| Task requirements |
Scan the lines below for the string "Missing" and report how many lines contain it, giving only the number.

| Provided material |

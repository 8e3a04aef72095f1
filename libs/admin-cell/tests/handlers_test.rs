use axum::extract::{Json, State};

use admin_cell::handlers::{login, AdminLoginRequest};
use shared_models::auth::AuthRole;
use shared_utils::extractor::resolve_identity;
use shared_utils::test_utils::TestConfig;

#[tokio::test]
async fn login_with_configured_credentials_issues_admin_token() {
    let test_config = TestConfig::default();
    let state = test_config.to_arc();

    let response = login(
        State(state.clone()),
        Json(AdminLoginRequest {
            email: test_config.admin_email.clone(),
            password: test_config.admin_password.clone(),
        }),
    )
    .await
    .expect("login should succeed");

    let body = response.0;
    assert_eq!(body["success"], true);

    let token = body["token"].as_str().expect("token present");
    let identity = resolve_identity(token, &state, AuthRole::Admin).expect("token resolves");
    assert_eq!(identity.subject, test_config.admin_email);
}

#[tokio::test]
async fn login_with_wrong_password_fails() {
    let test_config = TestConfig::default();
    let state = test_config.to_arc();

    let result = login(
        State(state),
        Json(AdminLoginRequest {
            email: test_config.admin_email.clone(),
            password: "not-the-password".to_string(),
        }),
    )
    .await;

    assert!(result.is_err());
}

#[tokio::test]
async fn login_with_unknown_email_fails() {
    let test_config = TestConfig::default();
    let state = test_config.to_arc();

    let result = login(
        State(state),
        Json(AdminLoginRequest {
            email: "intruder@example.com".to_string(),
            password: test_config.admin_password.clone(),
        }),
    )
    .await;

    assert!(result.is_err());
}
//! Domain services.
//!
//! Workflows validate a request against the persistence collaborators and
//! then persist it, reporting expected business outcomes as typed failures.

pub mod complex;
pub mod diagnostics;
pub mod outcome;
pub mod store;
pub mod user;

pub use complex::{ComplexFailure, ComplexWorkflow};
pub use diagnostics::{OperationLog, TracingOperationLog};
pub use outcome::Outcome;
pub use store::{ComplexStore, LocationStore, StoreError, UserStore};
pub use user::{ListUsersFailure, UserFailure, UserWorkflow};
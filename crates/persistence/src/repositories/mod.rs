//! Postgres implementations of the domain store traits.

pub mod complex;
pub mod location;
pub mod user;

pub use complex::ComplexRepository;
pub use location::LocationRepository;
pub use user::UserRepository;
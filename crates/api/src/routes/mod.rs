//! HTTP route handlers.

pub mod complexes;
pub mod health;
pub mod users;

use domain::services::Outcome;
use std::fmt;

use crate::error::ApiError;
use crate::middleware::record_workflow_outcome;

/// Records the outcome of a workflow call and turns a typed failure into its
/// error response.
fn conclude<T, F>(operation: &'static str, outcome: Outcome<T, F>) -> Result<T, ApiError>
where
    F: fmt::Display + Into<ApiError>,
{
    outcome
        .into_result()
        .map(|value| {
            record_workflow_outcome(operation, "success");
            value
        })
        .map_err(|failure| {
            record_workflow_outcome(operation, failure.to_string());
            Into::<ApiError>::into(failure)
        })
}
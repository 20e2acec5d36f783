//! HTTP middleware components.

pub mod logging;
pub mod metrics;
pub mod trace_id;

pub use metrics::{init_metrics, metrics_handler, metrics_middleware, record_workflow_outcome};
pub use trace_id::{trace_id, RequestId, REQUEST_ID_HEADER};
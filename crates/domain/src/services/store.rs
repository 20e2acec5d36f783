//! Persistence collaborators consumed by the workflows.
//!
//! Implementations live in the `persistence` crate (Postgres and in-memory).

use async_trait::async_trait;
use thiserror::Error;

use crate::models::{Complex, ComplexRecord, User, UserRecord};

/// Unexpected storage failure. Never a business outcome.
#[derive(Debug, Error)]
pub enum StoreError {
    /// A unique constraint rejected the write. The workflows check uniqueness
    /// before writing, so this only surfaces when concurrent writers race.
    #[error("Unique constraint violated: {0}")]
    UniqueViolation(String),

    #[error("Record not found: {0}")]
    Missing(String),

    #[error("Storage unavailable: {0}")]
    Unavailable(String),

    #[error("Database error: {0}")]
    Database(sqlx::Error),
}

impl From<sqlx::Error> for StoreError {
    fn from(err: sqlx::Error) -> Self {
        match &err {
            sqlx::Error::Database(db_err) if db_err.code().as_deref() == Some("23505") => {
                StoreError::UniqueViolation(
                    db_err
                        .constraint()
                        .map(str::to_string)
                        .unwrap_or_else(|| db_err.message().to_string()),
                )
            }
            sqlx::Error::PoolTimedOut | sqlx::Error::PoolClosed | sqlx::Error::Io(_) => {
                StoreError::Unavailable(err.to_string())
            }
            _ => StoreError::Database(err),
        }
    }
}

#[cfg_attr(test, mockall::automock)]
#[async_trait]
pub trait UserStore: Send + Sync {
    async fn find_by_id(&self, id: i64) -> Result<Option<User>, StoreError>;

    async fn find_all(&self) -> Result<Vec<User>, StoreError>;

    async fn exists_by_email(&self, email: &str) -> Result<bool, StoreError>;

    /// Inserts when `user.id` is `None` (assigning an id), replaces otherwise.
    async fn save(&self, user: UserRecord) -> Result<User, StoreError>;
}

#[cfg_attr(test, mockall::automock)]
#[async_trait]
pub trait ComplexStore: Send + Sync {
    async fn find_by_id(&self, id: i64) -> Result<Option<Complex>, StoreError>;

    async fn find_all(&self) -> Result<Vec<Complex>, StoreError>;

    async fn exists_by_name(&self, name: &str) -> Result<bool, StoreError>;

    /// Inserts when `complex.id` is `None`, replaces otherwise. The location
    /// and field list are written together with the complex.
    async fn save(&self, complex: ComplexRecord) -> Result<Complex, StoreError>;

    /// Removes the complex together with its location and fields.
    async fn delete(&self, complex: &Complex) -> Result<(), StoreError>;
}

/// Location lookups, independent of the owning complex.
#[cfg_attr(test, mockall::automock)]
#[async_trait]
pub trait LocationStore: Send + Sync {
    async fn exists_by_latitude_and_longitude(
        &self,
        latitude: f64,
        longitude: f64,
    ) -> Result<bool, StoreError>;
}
--
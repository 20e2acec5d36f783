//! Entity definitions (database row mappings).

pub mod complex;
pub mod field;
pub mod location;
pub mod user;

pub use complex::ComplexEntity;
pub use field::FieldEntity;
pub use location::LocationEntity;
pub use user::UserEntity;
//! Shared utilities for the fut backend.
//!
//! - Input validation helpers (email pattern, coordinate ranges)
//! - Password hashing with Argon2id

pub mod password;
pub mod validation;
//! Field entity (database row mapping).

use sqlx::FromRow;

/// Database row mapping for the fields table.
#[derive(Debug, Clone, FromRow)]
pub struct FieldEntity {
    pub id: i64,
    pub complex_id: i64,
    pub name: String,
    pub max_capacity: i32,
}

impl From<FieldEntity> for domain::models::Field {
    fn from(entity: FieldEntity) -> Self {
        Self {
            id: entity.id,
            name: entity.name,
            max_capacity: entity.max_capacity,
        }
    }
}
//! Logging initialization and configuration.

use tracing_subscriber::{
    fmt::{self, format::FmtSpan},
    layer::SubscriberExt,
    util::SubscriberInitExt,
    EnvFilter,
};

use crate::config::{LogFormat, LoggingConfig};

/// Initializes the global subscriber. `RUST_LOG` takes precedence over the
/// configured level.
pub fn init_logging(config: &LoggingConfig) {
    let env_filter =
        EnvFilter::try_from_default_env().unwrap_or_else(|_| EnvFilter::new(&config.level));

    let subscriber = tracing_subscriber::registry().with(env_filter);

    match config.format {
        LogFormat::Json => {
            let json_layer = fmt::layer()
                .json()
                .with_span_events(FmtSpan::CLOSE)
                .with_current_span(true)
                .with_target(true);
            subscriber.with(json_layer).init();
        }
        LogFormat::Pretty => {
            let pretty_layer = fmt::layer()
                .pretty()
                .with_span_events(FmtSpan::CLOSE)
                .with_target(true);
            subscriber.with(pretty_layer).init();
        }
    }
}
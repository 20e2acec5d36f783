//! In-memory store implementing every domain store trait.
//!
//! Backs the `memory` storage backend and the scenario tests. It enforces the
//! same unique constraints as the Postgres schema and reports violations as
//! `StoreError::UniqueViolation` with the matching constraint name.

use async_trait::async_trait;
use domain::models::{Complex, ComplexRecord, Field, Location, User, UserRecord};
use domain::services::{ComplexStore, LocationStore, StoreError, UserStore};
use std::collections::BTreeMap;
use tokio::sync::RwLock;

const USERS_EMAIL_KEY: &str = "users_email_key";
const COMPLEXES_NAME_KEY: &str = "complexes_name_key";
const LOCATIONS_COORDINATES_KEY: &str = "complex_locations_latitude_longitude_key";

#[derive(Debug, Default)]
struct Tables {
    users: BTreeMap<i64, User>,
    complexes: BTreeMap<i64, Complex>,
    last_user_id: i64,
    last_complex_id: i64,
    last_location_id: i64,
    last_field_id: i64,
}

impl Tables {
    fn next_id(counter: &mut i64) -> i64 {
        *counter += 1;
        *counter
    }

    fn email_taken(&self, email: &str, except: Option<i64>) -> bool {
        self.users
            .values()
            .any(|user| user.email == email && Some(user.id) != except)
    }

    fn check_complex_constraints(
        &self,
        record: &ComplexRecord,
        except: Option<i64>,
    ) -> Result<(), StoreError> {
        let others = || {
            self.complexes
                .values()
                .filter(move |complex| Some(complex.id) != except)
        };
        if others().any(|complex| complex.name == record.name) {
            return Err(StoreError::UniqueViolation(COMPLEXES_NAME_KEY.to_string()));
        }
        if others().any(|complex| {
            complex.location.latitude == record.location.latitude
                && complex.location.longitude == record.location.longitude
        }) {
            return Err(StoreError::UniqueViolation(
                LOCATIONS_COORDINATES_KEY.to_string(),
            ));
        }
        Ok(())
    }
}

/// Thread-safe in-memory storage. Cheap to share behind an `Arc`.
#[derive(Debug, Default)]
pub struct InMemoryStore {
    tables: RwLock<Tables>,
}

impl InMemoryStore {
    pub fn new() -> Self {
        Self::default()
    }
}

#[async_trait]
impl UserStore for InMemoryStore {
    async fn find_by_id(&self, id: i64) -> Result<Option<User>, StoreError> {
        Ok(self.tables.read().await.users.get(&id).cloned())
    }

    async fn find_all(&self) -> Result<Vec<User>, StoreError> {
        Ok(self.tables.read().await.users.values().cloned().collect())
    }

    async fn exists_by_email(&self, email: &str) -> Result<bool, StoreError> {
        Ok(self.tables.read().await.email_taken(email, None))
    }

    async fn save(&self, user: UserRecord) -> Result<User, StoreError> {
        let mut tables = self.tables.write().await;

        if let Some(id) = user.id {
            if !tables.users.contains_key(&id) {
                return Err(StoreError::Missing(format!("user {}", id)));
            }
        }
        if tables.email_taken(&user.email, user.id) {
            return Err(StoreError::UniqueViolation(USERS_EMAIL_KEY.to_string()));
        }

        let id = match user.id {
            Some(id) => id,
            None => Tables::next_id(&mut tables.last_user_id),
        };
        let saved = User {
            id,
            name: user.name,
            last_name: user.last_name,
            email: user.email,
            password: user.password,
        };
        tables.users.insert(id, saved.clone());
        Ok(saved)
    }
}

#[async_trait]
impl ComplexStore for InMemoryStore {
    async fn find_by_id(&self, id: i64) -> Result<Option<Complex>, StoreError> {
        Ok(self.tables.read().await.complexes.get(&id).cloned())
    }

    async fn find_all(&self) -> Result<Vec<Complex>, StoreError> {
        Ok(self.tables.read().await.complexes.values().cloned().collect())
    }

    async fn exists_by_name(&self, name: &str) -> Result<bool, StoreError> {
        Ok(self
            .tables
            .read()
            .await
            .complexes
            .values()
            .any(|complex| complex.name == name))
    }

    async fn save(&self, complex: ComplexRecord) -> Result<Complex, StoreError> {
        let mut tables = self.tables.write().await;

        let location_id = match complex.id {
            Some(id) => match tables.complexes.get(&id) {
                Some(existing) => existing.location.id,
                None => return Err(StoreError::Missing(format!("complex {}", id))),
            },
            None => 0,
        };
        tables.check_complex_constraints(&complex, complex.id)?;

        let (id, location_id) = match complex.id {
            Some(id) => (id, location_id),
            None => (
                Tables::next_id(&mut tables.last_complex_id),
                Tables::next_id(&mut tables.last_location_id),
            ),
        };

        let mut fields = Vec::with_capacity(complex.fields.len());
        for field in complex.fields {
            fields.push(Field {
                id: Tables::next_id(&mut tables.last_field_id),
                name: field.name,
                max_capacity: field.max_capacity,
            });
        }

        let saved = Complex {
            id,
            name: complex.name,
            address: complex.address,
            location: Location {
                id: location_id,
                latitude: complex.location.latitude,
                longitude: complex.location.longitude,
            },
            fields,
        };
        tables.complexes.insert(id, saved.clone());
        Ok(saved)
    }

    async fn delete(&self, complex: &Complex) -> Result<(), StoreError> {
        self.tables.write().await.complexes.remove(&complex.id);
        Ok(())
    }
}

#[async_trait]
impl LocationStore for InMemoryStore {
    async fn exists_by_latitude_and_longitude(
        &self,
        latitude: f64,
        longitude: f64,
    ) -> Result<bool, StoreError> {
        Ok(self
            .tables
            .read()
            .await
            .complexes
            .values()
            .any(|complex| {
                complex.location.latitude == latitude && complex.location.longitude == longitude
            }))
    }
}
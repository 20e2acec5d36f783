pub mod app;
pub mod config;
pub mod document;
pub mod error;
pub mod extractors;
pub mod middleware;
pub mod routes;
==
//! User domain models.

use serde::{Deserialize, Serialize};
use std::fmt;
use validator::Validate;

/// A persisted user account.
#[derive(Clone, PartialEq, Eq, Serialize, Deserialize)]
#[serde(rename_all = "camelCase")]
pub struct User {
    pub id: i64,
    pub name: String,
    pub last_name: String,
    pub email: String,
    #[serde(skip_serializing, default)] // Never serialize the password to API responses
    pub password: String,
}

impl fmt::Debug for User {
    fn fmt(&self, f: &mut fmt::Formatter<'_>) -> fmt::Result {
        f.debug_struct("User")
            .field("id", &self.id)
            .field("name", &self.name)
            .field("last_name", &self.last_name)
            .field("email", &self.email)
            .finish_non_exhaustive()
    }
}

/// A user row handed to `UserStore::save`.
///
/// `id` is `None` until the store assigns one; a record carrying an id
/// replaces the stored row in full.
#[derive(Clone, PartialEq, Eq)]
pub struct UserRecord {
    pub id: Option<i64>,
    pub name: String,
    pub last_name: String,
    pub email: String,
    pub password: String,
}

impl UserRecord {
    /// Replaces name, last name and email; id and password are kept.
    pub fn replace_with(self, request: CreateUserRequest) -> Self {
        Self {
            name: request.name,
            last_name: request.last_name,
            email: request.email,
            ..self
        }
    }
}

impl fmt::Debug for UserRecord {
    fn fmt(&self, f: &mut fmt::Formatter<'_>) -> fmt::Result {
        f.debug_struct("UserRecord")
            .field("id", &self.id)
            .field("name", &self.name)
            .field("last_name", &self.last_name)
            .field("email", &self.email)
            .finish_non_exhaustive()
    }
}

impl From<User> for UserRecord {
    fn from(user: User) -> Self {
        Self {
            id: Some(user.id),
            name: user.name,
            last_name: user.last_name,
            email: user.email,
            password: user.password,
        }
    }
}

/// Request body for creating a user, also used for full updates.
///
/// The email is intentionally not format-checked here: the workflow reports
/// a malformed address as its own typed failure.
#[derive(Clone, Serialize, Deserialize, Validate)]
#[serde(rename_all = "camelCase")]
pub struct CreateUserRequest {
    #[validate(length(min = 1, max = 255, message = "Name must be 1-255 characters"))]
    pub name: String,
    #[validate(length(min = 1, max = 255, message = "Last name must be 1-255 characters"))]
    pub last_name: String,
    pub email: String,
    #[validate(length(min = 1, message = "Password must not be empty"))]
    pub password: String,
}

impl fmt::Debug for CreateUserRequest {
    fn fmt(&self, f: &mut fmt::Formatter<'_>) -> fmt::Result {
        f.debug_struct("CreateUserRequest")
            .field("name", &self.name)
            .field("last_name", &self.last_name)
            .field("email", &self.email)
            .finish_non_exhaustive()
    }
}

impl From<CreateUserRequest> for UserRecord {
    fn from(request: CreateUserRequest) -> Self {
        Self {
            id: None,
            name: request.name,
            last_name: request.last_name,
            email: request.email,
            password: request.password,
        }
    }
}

| Completed exercise |
3